NC GAZETTE / WBRT RADIO
STAFF REPORT

Monday, Nov. 1, 2021 — The Willisburg-based Isaiah House Treatment Center is taking part in a new, non-drug medical device trial that promotes opiod abstinence without the use of medication.

The new treatment device for opioid addiction could change the way addiction is addressed nationally.

Isaiah House, a faith-based rehabilitation center in Washington County, will be the site for a qualifying clinical trial by Wayne State University in collaboration with sponsor, NET Recovery Corp.

The clinical trial will begin Nov. 8th to evaluate the device’s efficacy in treating opioid addiction. The trial will involve 100 voluntary participants recruited among eligible Isaiah House clients who wish to quit end their opioid addiction without the use of medication.

The new technology, NeuroElectric Therapy, involves a non-invasive device worn by the participant that uses adhesive electrodes placed behind the ears. The device delivers low-intensity electrical stimulation, which the wearer can control. This carefully calibrated stimulation is used to reactivate the production of endorphins, the body’s natural painkillers, because they typical are disrupted by long-term drug use.

The goal is to reduce or eliminat the opioid cravings within a matter of days. The device offers addicts an opportunity to potentially remain opioid abstinent without the use of methadone or suboxone.
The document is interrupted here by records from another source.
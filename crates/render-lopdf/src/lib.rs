//! Page compositor for planner builds.
//!
//! Every planner page is a single raster image. This crate turns one image
//! into one PDF page sized 1 px = 1 pt, so link rectangles measured on the
//! artwork apply to the page unchanged.

mod error;
mod renderer;

pub use error::RenderError;
pub use renderer::{
    ANCHOR_NAME_KEY, AnchorPlacement, PageImage, render_image_page, render_page, save_document,
};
“This is an exciting time not only for Isaiah House Treatment Center but for all who have a desire to tackle the opioid addiction crisis in America,” Isaiah House Founder and CEO Mark LaPalme said. “Isaiah House is proud to participate in this clinical trial and to be at the forefront of helping the NET device become a more readily available alternative to treat Opioid Use Disorder.”
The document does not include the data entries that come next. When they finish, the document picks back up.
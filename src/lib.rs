//! Loot Pixel planner builder.
//!
//! Assembles a printable planner PDF from per-page artwork chosen by the
//! customer, then overlays navigation links: links captured from admin PDF
//! templates, and links derived from named anchors in the layout SVGs.
//!
//! The workspace is layered:
//!
//! - `lootpixel-types`: planner configuration, page slots, link geometry
//! - `lootpixel-traits`: asset, link-geometry and anchor-sizing seams
//! - `lootpixel-resource`: filesystem asset resolver and JSON link store
//! - `lootpixel-svg`: anchor extraction from SVG layouts
//! - `lootpixel-render-lopdf`: image to single-page PDF
//! - `lootpixel-pdf-composer`: assembly, link annotations, link extraction
//!
//! This crate wires them into the build [`pipeline`].

pub mod access;
pub mod error;
pub mod import;
pub mod pipeline;

pub use lootpixel_pdf_composer as composer;
pub use lootpixel_render_lopdf as render;
pub use lootpixel_resource as resource;
pub use lootpixel_svg as svg;
pub use lootpixel_traits as traits;
pub use lootpixel_types as types;

pub use access::{generate_access_code, product_id_from_code};
pub use error::PipelineError;
pub use import::{import_svg_anchors, import_template_links};
pub use lootpixel_pdf_composer::LinkTarget;
pub use lootpixel_resource::{FilesystemAssetResolver, JsonLinkStore};
pub use lootpixel_traits::{
    AnchorSizer, AssetResolver, InMemoryLinkGeometry, LinkGeometryProvider, NameLengthSizer,
    StoredExtentSizer,
};
pub use lootpixel_types::{Orientation, PageCategory, PageSlot, PlannerConfig};
pub use pipeline::{
    BuildReport, BuildRequest, InjectedLink, LinkOrigin, Planner, PlannerBuilder, SkipReason,
    SkippedLink,
};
LaPalme has seen the device work. Isaiah House’s partnership with NET dates back nearly 15 years, with the center having been involved in earlier studies and trials of the device in 2006. Supporters and skeptics alike were astounded by its success, but the device had still not received FDA approval.

While the new device is not yet approved for clinical use in the U.S., the device has been used clinically for many years in Europe and South Africa and has been around for decades.

The results of the trial will be presented to the FDA for a clearance decision. The trial’s completion is targeted for Fall 2022.